Many patients may not want to see video recordings of their own seizures, and may also be worried who else may see the video. Patients need to know that their privacy will be respected by staff and they will not be observed in the bathroom. Comfort issues such as itchy unwashed hair, boredom, and sleep deprivation also need to be addressed.
Burdens of hospitalization may include missed days at work, lost wages, possibility of job loss, unreimbursed hospital expenses, and employers becoming aware of the patient’s seizure disorder. Spouses may also encounter additional burdens as they take on responsibilities usually managed by the patient such as household chores and child care. When children are hospitalized, their schooling is interrupted and siblings may become jealous. “Having someone admitted to the hospital for 3-5 days is a huge impact on the family,” observed Dr. Blackburn.
She further explained that video monitoring puts the patient and family on display. Parenting techniques, private parent/child rituals and routines will be recorded. Parent child conflict may increase. It may be helpful for staff to provide parents with breaks.
Dr. Blackburn recommended the development of educational materials to supplement the initial appointment letter to the epilepsy monitoring unit stating that a video of the experience on DVD may be helpful. Questions related to patient fears and expectations should be added to the nursing intake form. Social workers and neuropsychologist intervention may help ameliorate developing psychosocial problems. Good communication between all members of the team is necessary. In addition, there should be a protocol for providing psychosocial support for those patients who leave the monitoring unit with a new diagnosis of epilepsy or a diagnosis of nonepileptic events. She concluded that more training materials for staff should be developed as well as multi-disciplinary research, systematic testing of interventions, defining patient phenotypes, and sharing what works with other centers.
Don’t Let the Monitoring Unit be a Shocking Experience-or Otherwise Hazardous to Your Health
Mary Bare, MSPH, RN, an epilepsy education consultant, emphasized the need for patient safety in the epilepsy monitoring unit.
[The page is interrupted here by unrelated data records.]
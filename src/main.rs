#[tokio::main]
async fn main() -> anyhow::Result<()> {
    if let Err(e) = aula::run().await {
        eprintln!("aula fatal: {e:#}");
        std::process::exit(1);
    }
    Ok(())
}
She advised that beds, cribs and floors should be padded and sharp objects such as safety pins and knitting needles avoided. Scalp or intracranial electrodes should be covered with a head wrap or cap and electrode wires wrapped and out of the way. If the patient has an IV, it should be covered to protect it in case of a seizure. Patient restraints should be employed when required. Standard cleaning procedures should be applied to scalp electrodes, cables and all other reusables and infection control policies enforced.
Ms. Bare suggested that nurses take a careful history of the patient’s typical seizures, which may prove invaluable during the hospitalization. She described one patient who ‘bear hugged’ anything near him during a seizure. Because the nurse had not obtained this history, she panicked when she found herself in the patient’s arms.
According to Ms Bare, continuous observation by trained professionals in an epilepsy monitoring unit is essential, “You absolutely need someone there 24 hours a day. Patients may pull out electrodes, have a seizure, fall out of bed, bad things can happen.”
Patients with intracranial electrodes are at increased risk for injury. She suggested that someone stay within arm’s reach of the patient at all times, even in the bathroom. “Bathrooms are potentially very dangerous places.”
Electrical safety is another concern. Cables, cords and machines must be in good repair. Electrical devices brought in by patients from home should receive an engineering check. Simultaneous tests, such as an EKG and EEG may cause problems with double grounding, resulting in patient injury. Extension cords should be avoided. Ms. Bare concluded, “Safety is everyone’s responsibility.”